Government agency uses digital signatures to speed up licensing.

Government agency uses digital signatures to speed up licencing.

The Pesticides Safety Directorate has become the first government department to use digital signature software to secure its transactions with the public.

The PSD is the government agency responsible for ensuring that agricultural pesticides in the UK are used with the minimum of risk to users, consumers and the environment. Its principal functions are to evaluate and process applications for the approval of pesticide products and to issue licences for new pesticides to be produced and sold in the UK.

This generates vast amounts of paperwork as the PSD issues more than 1,500 approvals each year. In the past, the process involved going through many channels, faxing and couriering documents all over the country to be signed by various government agencies.

Since last November the PSD has been using Computer Associates software with electronic signatures to complete approval documents. This allows digital signatures to be communicated via the web.

While other government departments have used digital signatures to securely transfer documents between one another, Andrew Parks, IT project manager at the PSD, said this is the first time a government department has used the technology to interact with customers online.

"The technology is browser-independent and therefore is of no cost to industry or the public," said Parks. "It also has a secure application for the internal agencies within the government secure intranet but also enables the public to view documents on the website."

Security measures are very important as the documents being signed off detail everything about the pesticide. In the past they were required to have a physical signature to verify that permission to make or use a pesticide had been granted.
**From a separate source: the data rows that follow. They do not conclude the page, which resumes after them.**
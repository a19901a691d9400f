//! Акустические модели для распознавания речи: чистая Rust-реализация на Candle.
//!
//! Спектрограмма или MFCC → свёрточный фронтенд (опционально) → рекуррентные
//! слои → TimeDistributed(Dense) → softmax по символам + CTC blank.
//!
//! - [`architectures`]: конструкторы графов для всех архитектур
//! - [`graph`]: описание слоёв, формы и сводка параметров
//! - [`network`]: загрузка весов и прямой проход
//! - [`ctc`]: символьный словарь и greedy-декодирование

pub mod architectures;
pub mod ctc;
pub mod graph;
pub mod network;

pub use architectures::{
    bidirectional_rnn_model, build_graph, cnn_rnn_model, deep_rnn_model, deeper_cnn_gru_model,
    deeper_cnn_gru_model_dropout, final_model, rnn_model, simple_rnn_model,
};
pub use ctc::{CharMap, CtcGreedyDecoder};
pub use graph::{Graph, LayerKind, LayerSpec, RecurrentCell, RecurrentSpec};
pub use network::AcousticNet;
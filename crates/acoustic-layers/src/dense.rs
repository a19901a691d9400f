//! Dense-слой на каждом шаге времени и выходной softmax.

use candle_core::{Module, Result, Tensor};
use candle_nn::VarBuilder;

use crate::init::{ZEROS, glorot_uniform, project_sequence};

/// `TimeDistributed(Dense(out))`: одни и те же веса на всех шагах.
///
/// Весовые ключи: `{name}.kernel` [in, out], `{name}.bias` [out].
pub struct TimeDistributedDense {
    kernel: Tensor,
    bias: Tensor,
}

impl TimeDistributedDense {
    pub fn load(in_features: usize, out_features: usize, vb: VarBuilder) -> Result<Self> {
        let kernel = vb.get_with_hints(
            (in_features, out_features),
            "kernel",
            glorot_uniform(in_features, out_features),
        )?;
        let bias = vb.get_with_hints(out_features, "bias", ZEROS)?;
        Ok(Self { kernel, bias })
    }
}

impl Module for TimeDistributedDense {
    fn forward(&self, x: &Tensor) -> Result<Tensor> {
        project_sequence(x, &self.kernel, &self.bias)
    }
}

/// Softmax по последней оси (классы).
pub fn softmax(x: &Tensor) -> Result<Tensor> {
    candle_nn::ops::softmax_last_dim(&x.contiguous()?)
}
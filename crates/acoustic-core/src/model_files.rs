//! Поиск файлов модели (config.json и safetensors) на диске.

use std::collections::{BTreeSet, HashMap};
use std::path::{Path, PathBuf};

use tracing::debug;

use crate::{AcousticError, AcousticResult};

/// Имя файла конфигурации в директории модели.
pub const CONFIG_FILE: &str = "config.json";

/// Имя нешардированного файла весов.
pub const WEIGHTS_FILE: &str = "model.safetensors";

/// Индекс шардированных весов (формат HF).
pub const WEIGHTS_INDEX_FILE: &str = "model.safetensors.index.json";

#[derive(serde::Deserialize)]
struct SafetensorsIndex {
    weight_map: HashMap<String, String>,
}

/// Путь к `config.json`, если файл существует.
pub fn find_config(model_dir: impl AsRef<Path>) -> Option<PathBuf> {
    let path = model_dir.as_ref().join(CONFIG_FILE);
    path.exists().then_some(path)
}

/// Разрешить список safetensors-файлов в директории модели.
///
/// Порядок поиска:
/// 1. `model.safetensors`
/// 2. `model.safetensors.index.json` → уникальные шарды из `weight_map`
/// 3. любые `*.safetensors` в директории (в лексикографическом порядке)
pub fn resolve_weight_files(model_dir: impl AsRef<Path>) -> AcousticResult<Vec<PathBuf>> {
    let model_dir = model_dir.as_ref();

    let single = model_dir.join(WEIGHTS_FILE);
    if single.exists() {
        return Ok(vec![single]);
    }

    let index_path = model_dir.join(WEIGHTS_INDEX_FILE);
    if index_path.exists() {
        let data = std::fs::read(&index_path)?;
        let index: SafetensorsIndex = serde_json::from_slice(&data)?;
        let shards: BTreeSet<&String> = index.weight_map.values().collect();

        let mut files = Vec::with_capacity(shards.len());
        for shard in shards {
            let path = model_dir.join(shard);
            if !path.exists() {
                return Err(AcousticError::Model(format!(
                    "Шард из {} не найден: {}",
                    WEIGHTS_INDEX_FILE,
                    path.display()
                )));
            }
            files.push(path);
        }
        if files.is_empty() {
            return Err(AcousticError::Model(format!(
                "Пустой weight_map в {}",
                index_path.display()
            )));
        }
        debug!("Веса разбиты на {} шардов", files.len());
        return Ok(files);
    }

    let mut files = Vec::new();
    for entry in std::fs::read_dir(model_dir)? {
        let path = entry?.path();
        if path.is_file() && path.extension().is_some_and(|e| e == "safetensors") {
            files.push(path);
        }
    }
    files.sort();
    if files.is_empty() {
        return Err(AcousticError::Model(format!(
            "В директории модели нет файлов весов (*.safetensors): {}",
            model_dir.display()
        )));
    }
    Ok(files)
}
//! Рекуррентные слои: GRU, SimpleRNN и двунаправленная обёртка.
//!
//! Все слои возвращают полную последовательность (`return_sequences = true`)
//! и стартуют с нулевого состояния.
//!
//! GRU (Keras, `reset_after = false`), порядок вентилей в весах: z, r, h:
//!
//! ```text
//! z  = σ(x W_z + h U_z + b_z)
//! r  = σ(x W_r + h U_r + b_r)
//! ĥ  = act(x W_h + (r ⊙ h) U_h + b_h)
//! h' = z ⊙ h + (1 - z) ⊙ ĥ
//! ```
//!
//! Весовые ключи:
//! - `{name}.kernel`: [input_dim, 3*units]
//! - `{name}.recurrent_kernel`: [units, 3*units]
//! - `{name}.bias`: [3*units]

use acoustic_core::Activation;
use candle_core::{ModuleT, Result, Tensor};
use candle_nn::VarBuilder;
use tracing::debug;

use crate::init::{ZEROS, glorot_uniform, project_sequence};

/// Общий интерфейс рекуррентного слоя.
pub trait Recurrent: Send + Sync {
    /// Размер скрытого состояния (ширина выхода).
    fn units(&self) -> usize;

    /// Прогнать последовательность `(batch, time, in)` → `(batch, time, units)`.
    ///
    /// При `reverse = true` шаги идут с конца, а выходы возвращаются
    /// в исходном порядке времени.
    fn run(&self, x: &Tensor, reverse: bool, train: bool) -> Result<Tensor>;
}

fn time_steps(t: usize, reverse: bool) -> Box<dyn Iterator<Item = usize>> {
    if reverse {
        Box::new((0..t).rev())
    } else {
        Box::new(0..t)
    }
}

/// Маска dropout, общая для всех шагов последовательности.
///
/// Возвращает `None`, если dropout выключен (инференс или `rate == 0`).
fn dropout_mask(rate: f32, train: bool, shape: (usize, usize), like: &Tensor) -> Result<Option<Tensor>> {
    if !train || rate <= 0.0 {
        return Ok(None);
    }
    let keep = Tensor::rand(0f32, 1f32, shape, like.device())?
        .ge(rate)?
        .to_dtype(like.dtype())?;
    Ok(Some(keep.affine(1.0 / (1.0 - rate as f64), 0.0)?))
}

fn apply_input_dropout(x: &Tensor, rate: f32, train: bool) -> Result<Tensor> {
    let (b, _t, d) = x.dims3()?;
    match dropout_mask(rate, train, (b, d), x)? {
        Some(mask) => x.broadcast_mul(&mask.unsqueeze(1)?),
        None => Ok(x.clone()),
    }
}

fn collect_outputs(mut outputs: Vec<Tensor>, reverse: bool) -> Result<Tensor> {
    if reverse {
        outputs.reverse();
    }
    Tensor::stack(&outputs, 1)
}

// ---------------------------------------------------------------------------
// GRU
// ---------------------------------------------------------------------------

/// Гиперпараметры GRU.
#[derive(Debug, Clone, Copy, PartialEq)]
pub struct GruConfig {
    pub units: usize,
    /// Активация кандидата ĥ (в Keras по умолчанию tanh).
    pub activation: Activation,
    /// Активация вентилей z и r.
    pub recurrent_activation: Activation,
    /// Dropout входа (только в режиме обучения).
    pub dropout: f32,
    /// Dropout рекуррентного состояния (только в режиме обучения).
    pub recurrent_dropout: f32,
}

impl GruConfig {
    pub fn new(units: usize) -> Self {
        Self {
            units,
            activation: Activation::Tanh,
            recurrent_activation: Activation::HardSigmoid,
            dropout: 0.0,
            recurrent_dropout: 0.0,
        }
    }

    pub fn with_activation(mut self, activation: Activation) -> Self {
        self.activation = activation;
        self
    }

    pub fn with_dropout(mut self, dropout: f32, recurrent_dropout: f32) -> Self {
        self.dropout = dropout;
        self.recurrent_dropout = recurrent_dropout;
        self
    }
}

pub struct Gru {
    /// [input_dim, 3*units]
    kernel: Tensor,
    /// Рекуррентные веса вентилей z, r: [units, 2*units]
    recurrent_zr: Tensor,
    /// Рекуррентные веса кандидата: [units, units]
    recurrent_h: Tensor,
    /// [3*units]
    bias: Tensor,
    config: GruConfig,
}

impl Gru {
    pub fn load(input_dim: usize, config: GruConfig, vb: VarBuilder) -> Result<Self> {
        let u = config.units;
        let kernel = vb.get_with_hints((input_dim, 3 * u), "kernel", glorot_uniform(input_dim, 3 * u))?;
        let recurrent = vb.get_with_hints((u, 3 * u), "recurrent_kernel", glorot_uniform(u, 3 * u))?;
        let bias = vb.get_with_hints(3 * u, "bias", ZEROS)?;

        let recurrent_zr = recurrent.narrow(1, 0, 2 * u)?.contiguous()?;
        let recurrent_h = recurrent.narrow(1, 2 * u, u)?.contiguous()?;

        debug!("GRU: {input_dim} → {u} ({})", config.activation);

        Ok(Self {
            kernel,
            recurrent_zr,
            recurrent_h,
            bias,
            config,
        })
    }
}

impl Recurrent for Gru {
    fn units(&self) -> usize {
        self.config.units
    }

    fn run(&self, x: &Tensor, reverse: bool, train: bool) -> Result<Tensor> {
        let (b, t, _d) = x.dims3()?;
        let u = self.config.units;
        if t == 0 {
            return Tensor::zeros((b, 0, u), x.dtype(), x.device());
        }

        // Входная проекция сразу для всех шагов: (batch, time, 3*units)
        let x = apply_input_dropout(x, self.config.dropout, train)?;
        let proj = project_sequence(&x, &self.kernel, &self.bias)?;
        let rec_mask = dropout_mask(self.config.recurrent_dropout, train, (b, u), &x)?;

        let mut h = Tensor::zeros((b, u), x.dtype(), x.device())?;
        let mut outputs = Vec::with_capacity(t);

        for step in time_steps(t, reverse) {
            let xp = proj.narrow(1, step, 1)?.squeeze(1)?;
            let h_rec = match &rec_mask {
                Some(mask) => (&h * mask)?,
                None => h.clone(),
            };

            let zr = xp
                .narrow(1, 0, 2 * u)?
                .add(&h_rec.matmul(&self.recurrent_zr)?)?;
            let zr = self.config.recurrent_activation.apply(&zr)?;
            let z = zr.narrow(1, 0, u)?;
            let r = zr.narrow(1, u, u)?;

            let candidate = xp
                .narrow(1, 2 * u, u)?
                .add(&(r * &h_rec)?.matmul(&self.recurrent_h)?)?;
            let candidate = self.config.activation.apply(&candidate)?;

            // h' = z ⊙ h + (1 - z) ⊙ ĥ
            h = ((&z * &h)? + (z.affine(-1.0, 1.0)? * candidate)?)?;
            outputs.push(h.clone());
        }

        collect_outputs(outputs, reverse)
    }
}

impl ModuleT for Gru {
    fn forward_t(&self, x: &Tensor, train: bool) -> Result<Tensor> {
        self.run(x, false, train)
    }
}

// ---------------------------------------------------------------------------
// SimpleRNN
// ---------------------------------------------------------------------------

/// Гиперпараметры SimpleRNN.
#[derive(Debug, Clone, Copy, PartialEq)]
pub struct SimpleRnnConfig {
    pub units: usize,
    pub activation: Activation,
}

/// SimpleRNN: `h' = act(x W + h U + b)`.
///
/// Весовые ключи: `kernel` [input_dim, units], `recurrent_kernel` [units, units], `bias` [units].
pub struct SimpleRnn {
    kernel: Tensor,
    recurrent_kernel: Tensor,
    bias: Tensor,
    config: SimpleRnnConfig,
}

impl SimpleRnn {
    pub fn load(input_dim: usize, config: SimpleRnnConfig, vb: VarBuilder) -> Result<Self> {
        let u = config.units;
        let kernel = vb.get_with_hints((input_dim, u), "kernel", glorot_uniform(input_dim, u))?;
        let recurrent_kernel = vb.get_with_hints((u, u), "recurrent_kernel", glorot_uniform(u, u))?;
        let bias = vb.get_with_hints(u, "bias", ZEROS)?;
        debug!("SimpleRNN: {input_dim} → {u} ({})", config.activation);
        Ok(Self {
            kernel,
            recurrent_kernel,
            bias,
            config,
        })
    }
}

impl Recurrent for SimpleRnn {
    fn units(&self) -> usize {
        self.config.units
    }

    fn run(&self, x: &Tensor, reverse: bool, _train: bool) -> Result<Tensor> {
        let (b, t, _d) = x.dims3()?;
        let u = self.config.units;
        if t == 0 {
            return Tensor::zeros((b, 0, u), x.dtype(), x.device());
        }

        let proj = project_sequence(x, &self.kernel, &self.bias)?;
        let mut h = Tensor::zeros((b, u), x.dtype(), x.device())?;
        let mut outputs = Vec::with_capacity(t);

        for step in time_steps(t, reverse) {
            let xp = proj.narrow(1, step, 1)?.squeeze(1)?;
            let pre = xp.add(&h.matmul(&self.recurrent_kernel)?)?;
            h = self.config.activation.apply(&pre)?;
            outputs.push(h.clone());
        }

        collect_outputs(outputs, reverse)
    }
}

impl ModuleT for SimpleRnn {
    fn forward_t(&self, x: &Tensor, train: bool) -> Result<Tensor> {
        self.run(x, false, train)
    }
}

// ---------------------------------------------------------------------------
// Bidirectional
// ---------------------------------------------------------------------------

/// Двунаправленная обёртка (merge_mode = concat).
///
/// Ключи весов: `{name}.forward.*` и `{name}.backward.*`.
/// Выход: `(batch, time, forward.units + backward.units)`.
pub struct Bidirectional {
    forward: Box<dyn Recurrent>,
    backward: Box<dyn Recurrent>,
}

impl Bidirectional {
    pub fn new(forward: Box<dyn Recurrent>, backward: Box<dyn Recurrent>) -> Self {
        Self { forward, backward }
    }

    /// Двунаправленный GRU с одинаковой конфигурацией обоих направлений.
    pub fn gru(input_dim: usize, config: GruConfig, vb: VarBuilder) -> Result<Self> {
        let forward = Gru::load(input_dim, config, vb.pp("forward"))?;
        let backward = Gru::load(input_dim, config, vb.pp("backward"))?;
        Ok(Self::new(Box::new(forward), Box::new(backward)))
    }

    pub fn units(&self) -> usize {
        self.forward.units() + self.backward.units()
    }
}

impl ModuleT for Bidirectional {
    fn forward_t(&self, x: &Tensor, train: bool) -> Result<Tensor> {
        let fwd = self.forward.run(x, false, train)?;
        let bwd = self.backward.run(x, true, train)?;
        Tensor::cat(&[&fwd, &bwd], 2)
    }
}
The £100,000 cost of implementing the software was paid for from the Invest to Save budget, an initiative developed by the Treasury to encourage public and private involvement in innovative ventures.

Parks said the software has brought immediate improvements. Previously, the turnaround time on approvals to make changes to documents would have been three or four days; the process now involves simply e-mailing the document to the various government agencies across the government secure intranet and having the revised document e-mailed back, which can all be completed in one afternoon.

Being e-enabled also means that an admin-intensive monthly pesticide report is no longer needed.

The PSD has now digitally signed off almost 1,000 approvals. "It has saved the PSD 600 hours of staff time since January and they are saving £60,000 a year on staff costs," said Parks. "However, the real savings will not really kick in until next year."

The project has also raised the profile of the department in Whitehall, with other government bodies showing interest in the technology. Both the Cabinet Information Office and Scottish Land Registry are looking into similar solutions.